|M.Sc Student||Eran Haggai|
|Subject||A Study of Data Structures with a Deep Heap Shape|
|Department||Department of Computer Science||Supervisor||Professor Erez Petrank|
|Full Thesis text|
Computing environments become increasingly parallel, and it seems likely that we will see more cores on tomorrow’s desktops and server platforms. In a highly parallel system, tracing garbage collectors may not scale well due to deep heap structures. Such structures can hurt the load balancing of the parallel trace, and that may hinder parallel tracing. In this work we start by analyzing which data structures make current Java benchmarks create deep heap shapes. We analyze benchmarks of four common benchmark suites, measuring how well they might scale under a parallel garbage collector. We use a simulated multiprocessor garbage collection trace for our measurements, allowing us to estimate the scalability of the garbage collector on massively parallel machines.

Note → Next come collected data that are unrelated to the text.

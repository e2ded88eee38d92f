//! Order side (buy or sell).

use serde::{Deserialize, Serialize};
use std::fmt;

use crate::domain::order_entry::ValidationError;

/// Order side (buy or sell).
#[derive(Debug, Clone, Copy, PartialEq, Eq, Hash, Serialize, Deserialize)]
#[serde(rename_all = "SCREAMING_SNAKE_CASE")]
pub enum OrderSide {
    /// Buy order.
    Buy,
    /// Sell order.
    Sell,
}

impl OrderSide {
    /// Parse user input. Case-insensitive; surrounding whitespace ignored.
    pub fn parse(raw: &str) -> Result<Self, ValidationError> {
        match raw.trim().to_uppercase().as_str() {
            "BUY" => Ok(Self::Buy),
            "SELL" => Ok(Self::Sell),
            _ => Err(ValidationError::InvalidSide {
                side: raw.trim().to_string(),
            }),
        }
    }

    /// Wire representation.
    #[must_use]
    pub const fn as_str(&self) -> &'static str {
        match self {
            Self::Buy => "BUY",
            Self::Sell => "SELL",
        }
    }

    /// Returns true for buy orders.
    #[must_use]
    pub const fn is_buy(&self) -> bool {
        matches!(self, Self::Buy)
    }
}

impl fmt::Display for OrderSide {
    fn fmt(&self, f: &mut fmt::Formatter<'_>) -> fmt::Result {
        f.write_str(self.as_str())
    }
}
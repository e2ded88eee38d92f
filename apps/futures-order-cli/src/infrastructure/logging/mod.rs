//! Exchange log adapters.

mod tracing_exchange_log;

pub use tracing_exchange_log::{EXCHANGE_LOG_TARGET, TracingExchangeLog};
//! Application Layer
//!
//! The application layer orchestrates domain logic through use cases.
//! It defines:
//!
//! - **Ports**: Interfaces for the exchange and the exchange log
//! - **Use Cases**: The order workflow and its balance guard

pub mod ports;
pub mod use_cases;

pub use ports::*;
pub use use_cases::*;
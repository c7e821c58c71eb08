pub mod actions;
pub mod comparison;
pub mod geo;
pub mod research;

pub use actions::*;
pub use comparison::*;
pub use geo::*;
pub use research::*;

use std::collections::BTreeMap;

use serde::{Deserialize, Deserializer};
use serde_json::Value;

/// Deserialize a field, treating an explicit `null` like a missing key.
///
/// Pair with `#[serde(default)]` so both cases yield `T::default()`.
pub(crate) fn null_as_default<'de, D, T>(deserializer: D) -> Result<T, D::Error>
where
    D: Deserializer<'de>,
    T: Default + Deserialize<'de>,
{
    Ok(Option::<T>::deserialize(deserializer)?.unwrap_or_default())
}

/// Deserialize a JSON object into string cells.
///
/// Numbers and booleans are kept as their JSON text, `null` cells are
/// dropped so they render as missing.
pub(crate) fn deserialize_cells<'de, D>(
    deserializer: D,
) -> Result<BTreeMap<String, String>, D::Error>
where
    D: Deserializer<'de>,
{
    let raw = BTreeMap::<String, Value>::deserialize(deserializer)?;
    Ok(raw
        .into_iter()
        .filter_map(|(key, value)| match value {
            Value::Null => None,
            Value::String(s) => Some((key, s)),
            other => Some((key, other.to_string())),
        })
        .collect())
}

It turns out that the problem is manifested mostly with benchmarks that employ queues and linked-lists. We discuss existing alternatives for these data structures that would improve the garbage collector scalability. Then we propose a new construction of the queue data structure that enables better garbage collector parallelism. We modify an existing lock-free unbounded queue by adding extra references that allow the garbage collector to distribute the tracing of the queue among multiple threads. The new queue incurs a low overhead, and provides the same progress guarantees as the original queue.